Considering the adjustment effect of personal disposable income level, gross domestic product, and population size on ENSO and tourist arrivals, the interaction terms of NINO12 index and DPI, NINO12 index, and GDP, NINO12 index, and population are introduced. Furthermore, considering that the magnitude of DPI, GDP, and the population is much larger than the magnitude of the NINO12 index and lnALL, we perform logarithmic conversion of DPI, GDP, and population. As a result, the interaction terms of NINO12 index and DPI, NINO12 index and GDP, NINO12, and population are represented by NINO12_t × ln(DPI_i,t), NINO12_t × ln(GDP_i,t) and NINO12_t × ln(population_i,t), then the model (2)–(4) can be obtained:

$${\mathrm{lnALL}}_{\mathrm{i},\mathrm{t}}{=\mathsf{\alpha }}_0{+\mathsf{\alpha }}_1{\mathrm{lnALL}}_{\mathrm{i},\mathrm{t}-1}{+\mathsf{\alpha }}_2{\mathrm{NINO}12}_{\mathrm{i},\mathrm{t}}{+\mathsf{\alpha }}_3{\mathrm{NINO}12}_{\mathrm{i},\mathrm{t}}\times \ln \left({\mathrm{DPI}}_{\mathrm{i},\mathrm{t}}\right){+\mathsf{\mu }}_{\mathrm{i}}{+\mathsf{\gamma }}_{\mathrm{t}}{+\mathsf{\epsilon }}_{\mathrm{i},\mathrm{t}}$$

(2)

$${\mathrm{lnALL}}_{\mathrm{i},\mathrm{t}}{=\mathsf{\alpha }}_0{+\mathsf{\alpha }}_1{\mathrm{lnALL}}_{\mathrm{i},\mathrm{t}-1}{+\mathsf{\alpha }}_2{\mathrm{NINO}12}_{\mathrm{i},\mathrm{t}}{+\mathsf{\alpha }}_4{\mathrm{NINO}12}_{\mathrm{i},\mathrm{t}}\times \ln \left({\mathrm{GDP}}_{\mathrm{i},\mathrm{t}}\right){+\mathsf{\mu }}_{\mathrm{i}}{+\mathsf{\gamma }}_{\mathrm{t}}{+\mathsf{\epsilon }}_{\mathrm{i},\mathrm{t}}$$

(3)

$${\mathrm{lnALL}}_{\mathrm{i},\mathrm{t}}{=\mathsf{\alpha }}_0{+\mathsf{\alpha }}_1{\mathrm{lnALL}}_{\mathrm{i},\mathrm{t}-1}{+\mathsf{\alpha }}_2{\mathrm{NINO}12}_{\mathrm{i},\mathrm{t}}{+\mathsf{\alpha }}_5{\mathrm{NINO}12}_{\mathrm{i},\mathrm{t}}\times \ln \left({\mathrm{population}}_{\mathrm{i},\mathrm{t}}\right){+\mathsf{\mu }}_{\mathrm{i}}{+\mathsf{\gamma }}_{\mathrm{t}}{+\mathsf{\epsilon }}_{\mathrm{i},\mathrm{t}}$$

(4)

Among them, ln(DPI_i,t), ln(GDP_i,t) and ln(population_i,t) are control variables, which respectively represent the personal disposable income, GDP, and population of the state where scenic spot i is located in year t; α₃, α₄, α₅ are parameters; ln(ALL_i,t), NINO12_i,t, α₀, α₁, α₂, μ_i, γ_t, ε_i,t have the same meaning as in model (1).

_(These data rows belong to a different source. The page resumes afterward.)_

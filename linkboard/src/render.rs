use crate::model::{Edge, EdgeId, Node, NodeId, VisualId};
use crate::scene::{ChangeSet, Scene};
use serde::{Deserialize, Serialize};
use std::collections::BTreeSet;

/// Output surface that accepts draw commands.
pub trait Surface {
    fn draw_node(&mut self, id: VisualId, x: f32, y: f32, label: &str);
    fn draw_edge(&mut self, id: VisualId, x1: f32, y1: f32, length: f32, angle: f32, active: bool);
    fn remove_visual(&mut self, id: VisualId);
}

#[derive(Clone, Debug, PartialEq, Serialize, Deserialize)]
#[serde(tag = "op", rename_all = "snake_case")]
pub enum DrawCommand {
    DrawNode { id: VisualId, x: f32, y: f32, label: String },
    DrawEdge { id: VisualId, x1: f32, y1: f32, length: f32, angle: f32, active: bool },
    RemoveVisual { id: VisualId },
}

/// Surface that records commands for a host to replay.
#[derive(Clone, Debug, Default)]
pub struct CommandBuffer {
    commands: Vec<DrawCommand>,
}

impl CommandBuffer {
    pub fn new() -> Self {
        CommandBuffer::default()
    }

    pub fn commands(&self) -> &[DrawCommand] {
        &self.commands
    }

    pub fn drain(&mut self) -> Vec<DrawCommand> {
        std::mem::take(&mut self.commands)
    }

    pub fn is_empty(&self) -> bool {
        self.commands.is_empty()
    }
}

impl Surface for CommandBuffer {
    fn draw_node(&mut self, id: VisualId, x: f32, y: f32, label: &str) {
        self.commands.push(DrawCommand::DrawNode { id, x, y, label: label.to_string() });
    }
    fn draw_edge(&mut self, id: VisualId, x1: f32, y1: f32, length: f32, angle: f32, active: bool) {
        self.commands.push(DrawCommand::DrawEdge { id, x1, y1, length, angle, active });
    }
    fn remove_visual(&mut self, id: VisualId) {
        self.commands.push(DrawCommand::RemoveVisual { id });
    }
}

/// Keeps a surface in step with a scene by replaying change sets.
#[derive(Clone, Debug, Default)]
pub struct Renderer {
    drawn: BTreeSet<VisualId>,
}

impl Renderer {
    pub fn new() -> Self {
        Renderer::default()
    }

    pub fn drawn(&self) -> &BTreeSet<VisualId> {
        &self.drawn
    }

    pub fn reconcile(&mut self, scene: &Scene, changes: &ChangeSet, surface: &mut dyn Surface) {
        if changes.full {
            self.redraw(scene, surface);
            return;
        }
        for id in &changes.edges_removed {
            self.remove(VisualId::Edge(*id), surface);
        }
        for id in &changes.nodes_removed {
            self.remove(VisualId::Node(*id), surface);
        }
        let nodes: BTreeSet<NodeId> = changes
            .nodes_added
            .iter()
            .chain(&changes.nodes_moved)
            .chain(&changes.nodes_relabeled)
            .copied()
            .collect();
        for id in nodes {
            if let Some(n) = scene.node(id) {
                self.node(n, surface);
            }
        }
        let edges: BTreeSet<EdgeId> = changes.edges_added.iter().chain(&changes.edges_modified).copied().collect();
        // keep scene insertion order for stacking
        for e in scene.edges().iter().filter(|e| edges.contains(&e.id)) {
            self.edge(e, surface);
        }
    }

    /// Remove every stale visual and draw the whole scene again.
    pub fn redraw(&mut self, scene: &Scene, surface: &mut dyn Surface) {
        let live: BTreeSet<VisualId> = scene
            .nodes()
            .map(|n| VisualId::Node(n.id))
            .chain(scene.edges().iter().map(|e| VisualId::Edge(e.id)))
            .collect();
        let stale: Vec<VisualId> = self.drawn.difference(&live).copied().collect();
        for id in stale {
            self.remove(id, surface);
        }
        for n in scene.nodes() {
            self.node(n, surface);
        }
        for e in scene.edges() {
            self.edge(e, surface);
        }
    }

    fn remove(&mut self, id: VisualId, surface: &mut dyn Surface) {
        if self.drawn.remove(&id) {
            surface.remove_visual(id);
        }
    }

    fn node(&mut self, n: &Node, surface: &mut dyn Surface) {
        let id = VisualId::Node(n.id);
        surface.draw_node(id, n.position.x, n.position.y, &n.label);
        self.drawn.insert(id);
    }

    fn edge(&mut self, e: &Edge, surface: &mut dyn Surface) {
        let id = VisualId::Edge(e.id);
        let g = &e.geometry;
        surface.draw_edge(id, g.start.x, g.start.y, g.length, g.angle, e.active);
        self.drawn.insert(id);
    }
}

Considering that the dependent variable is the number of tourist arrivals, it is expected that this variable will change over time. In the tourism-related literature, this change is considered a seasonal pattern [39]. For example, some regions have pleasant weather in spring and autumn, and most people with outdoor tourism needs will choose to travel in these two seasons. Therefore, the number of natural tourist attractions in the spring and autumn seasons is higher than in the other two seasons. To control this fixed time effect, a set of time dummy variables are added to model (2)–(4), and the model (5)–(7) is obtained as follows:

$${\mathrm{lnALL}}_{\mathrm{i},\mathrm{t}}{=\mathsf{\alpha }}_0{+\mathsf{\alpha }}_1{\mathrm{lnALL}}_{\mathrm{i},\mathrm{t}-1}{+\mathsf{\alpha }}_2{\mathrm{NINO}12}_{\mathrm{i},\mathrm{t}}{+\mathsf{\alpha }}_3{\mathrm{NINO}12}_{\mathrm{i},\mathrm{t}}\times \ln \left({\mathrm{DPI}}_{\mathrm{i},\mathrm{t}}\right){+\mathsf{\eta }\mathrm{P}}_{\mathrm{i},\mathrm{n}}{+\mathsf{\mu }}_{\mathrm{i}}{+\mathsf{\gamma }}_{\mathrm{t}}{+\mathsf{\epsilon }}_{\mathrm{i},\mathrm{t}}$$

(5)

$${\mathrm{lnALL}}_{\mathrm{i},\mathrm{t}}{=\mathsf{\alpha }}_0{+\mathsf{\alpha }}_1{\mathrm{lnALL}}_{\mathrm{i},\mathrm{t}-1}{+\mathsf{\alpha }}_2{\mathrm{NINO}12}_{\mathrm{i},\mathrm{t}}{+\mathsf{\alpha }}_5{\mathrm{NINO}12}_{\mathrm{i},\mathrm{t}}\times \ln \left({\mathrm{population}}_{\mathrm{i},\mathrm{t}}\right){+\mathsf{\eta }\mathrm{P}}_{\mathrm{i},\mathrm{n}}{+\mathsf{\mu }}_{\mathrm{i}}{+\mathsf{\gamma }}_{\mathrm{t}}{+\mathsf{\epsilon }}_{\mathrm{i},\mathrm{t}}$$

(6)

$${\mathrm{lnALL}}_{\mathrm{i},\mathrm{t}}{=\mathsf{\alpha }}_0{+\mathsf{\alpha }}_1{\mathrm{lnALL}}_{\mathrm{i},\mathrm{t}-1}{+\mathsf{\alpha }}_2{\mathrm{NINO}12}_{\mathrm{i},\mathrm{t}}{+\mathsf{\alpha }}_4{\mathrm{NINO}12}_{\mathrm{i},\mathrm{t}}\times \ln \left({\mathrm{GDP}}_{\mathrm{i},\mathrm{t}}\right){+\mathsf{\eta }\mathrm{P}}_{\mathrm{i},\mathrm{n}}{+\mathsf{\mu }}_{\mathrm{i}}{+\mathsf{\gamma }}_{\mathrm{t}}{+\mathsf{\epsilon }}_{\mathrm{i},\mathrm{t}}$$

(7)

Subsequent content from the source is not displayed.